Sorry to say, I think that well-meaning but not very clear thinking contributors are encouraging you to mess with things that are clearly not problematic.

Your car runs like it is way too rich.

When you look into the carbs, fuel is flowing out of the needles at a rate that suggests an over-rich condition.

I strongly suggest you pay attention to these clear and irrefutable signs of a serious problem and ignore all else until that problem is corrected. If you don't, you will likely make the car stop running at all and make it much more difficult to get it back the way it was. While your jetting may not be ideal, and your ignition may be sub-optimal, these clearly aren't your immediate problem. Stay focused on your immediate problem and you will likely find when you fix it all else is fine (unless you messed with it in the meantime!)
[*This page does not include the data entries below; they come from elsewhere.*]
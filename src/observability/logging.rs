//! Structured logging configuration.

use crate::config::LoggingSettings;
use std::path::PathBuf;
use tracing_subscriber::EnvFilter;

/// Output format for log lines.
#[derive(Debug, Clone, Copy, PartialEq, Eq, Default)]
pub enum LogFormat {
    /// Human-readable multi-line output.
    #[default]
    Pretty,
    /// One JSON object per line.
    Json,
}

impl LogFormat {
    /// Parses a format name. Unknown names yield `None`.
    #[must_use]
    pub fn parse(s: &str) -> Option<Self> {
        match s.trim().to_lowercase().as_str() {
            "pretty" | "text" => Some(Self::Pretty),
            "json" => Some(Self::Json),
            _ => None,
        }
    }
}

/// Resolved logging configuration.
#[derive(Debug)]
pub struct LoggingConfig {
    /// Output format.
    pub format: LogFormat,
    /// Level filter.
    pub filter: EnvFilter,
    /// Append to this file instead of stderr.
    pub file: Option<PathBuf>,
}

impl Clone for LoggingConfig {
    fn clone(&self) -> Self {
        Self {
            format: self.format,
            filter: EnvFilter::new(self.filter.to_string()),
            file: self.file.clone(),
        }
    }
}

impl LoggingConfig {
    /// Builds logging configuration from config settings with env overrides.
    ///
    /// The filter comes from `CAREWATCH_LOG`, then `RUST_LOG`, then `debug` when
    /// verbose, then the file's `level`, then `info`.
    /// `CAREWATCH_LOG_FORMAT` wins over the file's `format`.
    #[must_use]
    pub fn from_settings(settings: Option<&LoggingSettings>, verbose: bool) -> Self {
        Self::from_lookup(settings, verbose, |key| std::env::var(key).ok())
    }

    pub(crate) fn from_lookup(
        settings: Option<&LoggingSettings>,
        verbose: bool,
        lookup: impl Fn(&str) -> Option<String>,
    ) -> Self {
        let directive = lookup("CAREWATCH_LOG")
            .or_else(|| lookup("RUST_LOG"))
            .filter(|v| !v.trim().is_empty())
            .or_else(|| verbose.then(|| "debug".to_string()))
            .or_else(|| settings.and_then(|s| s.level.clone()))
            .unwrap_or_else(|| "info".to_string());
        let filter = EnvFilter::try_new(&directive).unwrap_or_else(|e| {
            eprintln!("Ignoring invalid log filter '{directive}': {e}");
            EnvFilter::new("info")
        });

        let format = lookup("CAREWATCH_LOG_FORMAT")
            .or_else(|| settings.and_then(|s| s.format.clone()))
            .and_then(|f| LogFormat::parse(&f))
            .unwrap_or_default();

        let file = settings
            .and_then(|s| s.file.as_deref())
            .map(str::trim)
            .filter(|f| !f.is_empty())
            .map(PathBuf::from);

        Self {
            format,
            filter,
            file,
        }
    }
}

#[cfg(test)]
mod tests {
    use super::*;

    #[test]
    fn test_defaults() {
        let config = LoggingConfig::from_lookup(None, false, |_| None);
        assert_eq!(config.format, LogFormat::Pretty);
        assert_eq!(config.filter.to_string(), "info");
        assert!(config.file.is_none());

        let config = LoggingConfig::from_lookup(None, true, |_| None);
        assert_eq!(config.filter.to_string(), "debug");
    }

    #[test]
    fn test_env_beats_file() {
        let settings = LoggingSettings {
            level: Some("info".to_string()),
            format: Some("pretty".to_string()),
            file: Some("/tmp/carewatch.log".to_string()),
        };
        let config = LoggingConfig::from_lookup(Some(&settings), false, |key| match key {
            "CAREWATCH_LOG" => Some("carewatch=trace".to_string()),
            "CAREWATCH_LOG_FORMAT" => Some("json".to_string()),
            _ => None,
        });
        assert_eq!(config.filter.to_string(), "carewatch=trace");
        assert_eq!(config.format, LogFormat::Json);
        assert_eq!(config.file, Some(PathBuf::from("/tmp/carewatch.log")));
    }

    #[test]
    fn test_parse_format() {
        assert_eq!(LogFormat::parse("JSON"), Some(LogFormat::Json));
        assert_eq!(LogFormat::parse("xml"), None);
    }
}
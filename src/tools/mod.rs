//! Tool catalog, provider seam and per-capability bindings.
//!
//! Tools are the only operations that may suspend. The core knows them by
//! contract ([`ToolSpec`]); providers implement [`ToolProvider`]; capabilities
//! call them through a [`ToolBinding`] that enforces the declared tool set, the
//! timeout and the retry policy.

mod contract;
mod fixture;
mod provider;
mod registry;
pub mod types;

pub use contract::{ToolFailure, ToolFailureKind, ToolName, ToolSpec, catalog, spec};
pub use fixture::{Fixture, FixtureToolProvider, SentMessage};
pub use provider::ToolProvider;
pub use registry::{ToolBinding, ToolOutcome, ToolPolicy, ToolRegistry};
//! Prometheus metrics.
//!
//! Handlers, the router and the escalation scheduler record through the
//! `metrics` facade. Without an installed recorder those calls are no-ops.

use crate::config::MetricsSettings;
use crate::{Error, Result};
use metrics_exporter_prometheus::PrometheusBuilder;
use metrics_exporter_prometheus::PrometheusHandle;
use metrics_exporter_prometheus::PrometheusRecorder;
use std::net::{IpAddr, Ipv4Addr, SocketAddr};
use std::thread;

/// Default port for the metrics listener.
pub const DEFAULT_METRICS_PORT: u16 = 9090;

/// Metrics configuration.
#[derive(Debug, Clone, PartialEq, Eq)]
pub struct MetricsConfig {
    /// Whether metrics are enabled.
    pub enabled: bool,
    /// Address to bind the metrics exporter.
    pub listen_addr: SocketAddr,
}

impl Default for MetricsConfig {
    fn default() -> Self {
        Self::from_lookup(None, |_| None)
    }
}

impl MetricsConfig {
    /// Builds metrics configuration from config settings with env overrides.
    ///
    /// `CAREWATCH_METRICS_ENABLED` and `CAREWATCH_METRICS_PORT` win over the file.
    #[must_use]
    pub fn from_settings(settings: Option<&MetricsSettings>) -> Self {
        Self::from_lookup(settings, |key| std::env::var(key).ok())
    }

    fn from_lookup(
        settings: Option<&MetricsSettings>,
        lookup: impl Fn(&str) -> Option<String>,
    ) -> Self {
        let mut enabled = settings.and_then(|config| config.enabled).unwrap_or(false);
        let mut port = settings
            .and_then(|config| config.port)
            .unwrap_or(DEFAULT_METRICS_PORT);

        if let Some(value) = lookup("CAREWATCH_METRICS_ENABLED") {
            enabled = parse_bool(&value);
        }
        if let Some(value) = lookup("CAREWATCH_METRICS_PORT").and_then(|v| v.trim().parse().ok()) {
            port = value;
        }

        Self {
            enabled,
            listen_addr: SocketAddr::new(IpAddr::V4(Ipv4Addr::UNSPECIFIED), port),
        }
    }
}

/// Handle to the installed recorder.
#[derive(Debug, Clone)]
pub struct MetricsHandle {
    prometheus: PrometheusHandle,
}

impl MetricsHandle {
    /// Renders the current metrics in Prometheus text format.
    #[must_use]
    pub fn render(&self) -> String {
        self.prometheus.render()
    }
}

/// Installs the Prometheus metrics recorder, and the HTTP listener when `expose` is set.
///
/// # Errors
///
/// Returns an error if a recorder is already installed or the listener cannot bind.
pub fn install_prometheus(config: &MetricsConfig, expose: bool) -> Result<Option<MetricsHandle>> {
    if !config.enabled {
        return Ok(None);
    }

    let builder = PrometheusBuilder::new();
    let prometheus = if expose {
        let builder = builder.with_http_listener(config.listen_addr);
        install_listener(builder)?
    } else {
        let recorder = builder.build_recorder();
        let handle = recorder.handle();
        set_global_recorder(recorder)?;
        handle
    };

    tracing::info!(
        listen_addr = %config.listen_addr,
        exposed = expose,
        "Metrics recorder installed"
    );
    Ok(Some(MetricsHandle { prometheus }))
}

fn install_listener(builder: PrometheusBuilder) -> Result<PrometheusHandle> {
    if let Ok(handle) = tokio::runtime::Handle::try_current() {
        return install_with_runtime(builder, &handle);
    }
    let runtime = tokio::runtime::Builder::new_current_thread()
        .enable_all()
        .build()
        .map_err(|e| Error::OperationFailed {
            operation: "metrics_runtime_init".to_string(),
            cause: e.to_string(),
        })?;
    let handle = runtime.handle().clone();
    let prometheus = install_with_runtime(builder, &handle)?;
    thread::Builder::new()
        .name("metrics-exporter-prometheus-http".to_string())
        .spawn(move || runtime.block_on(async { std::future::pending::<()>().await }))
        .map_err(|e| Error::OperationFailed {
            operation: "metrics_runtime_thread".to_string(),
            cause: e.to_string(),
        })?;
    Ok(prometheus)
}

fn install_with_runtime(
    builder: PrometheusBuilder,
    runtime_handle: &tokio::runtime::Handle,
) -> Result<PrometheusHandle> {
    let (recorder, exporter) = {
        let _guard = runtime_handle.enter();
        builder.build().map_err(|e| Error::OperationFailed {
            operation: "metrics_exporter_build".to_string(),
            cause: e.to_string(),
        })?
    };
    let handle = recorder.handle();
    set_global_recorder(recorder)?;
    runtime_handle.spawn(exporter);
    Ok(handle)
}

fn set_global_recorder(recorder: PrometheusRecorder) -> Result<()> {
    metrics::set_global_recorder(recorder).map_err(|e| Error::OperationFailed {
        operation: "metrics_recorder_install".to_string(),
        cause: e.to_string(),
    })
}

fn parse_bool(value: &str) -> bool {
    matches!(value.trim().to_lowercase().as_str(), "true" | "1" | "yes")
}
Other posters have suggested that an electric fuel pump without proper regulation is the most likely suspect. I agree. So make that not a problem. Physically, the float bowls will fill quickly with an electric pump, after which you will have enough fuel available to diagnose further. So,

- Disconnect the pump power.
- Start the car.
- Note whether it smooths out. You have to let it burn that excess fuel away from the combustion chambers.
- If it stops running, reconnect the pump just for a few seconds to fill the bowls again.
- Repeat.

If the car runs smoothly with the pump off until it uses up the fuel in the bowls, your problem is in fact isolated to either the pump pressure or the inlet valve. My bet is on pump pressure.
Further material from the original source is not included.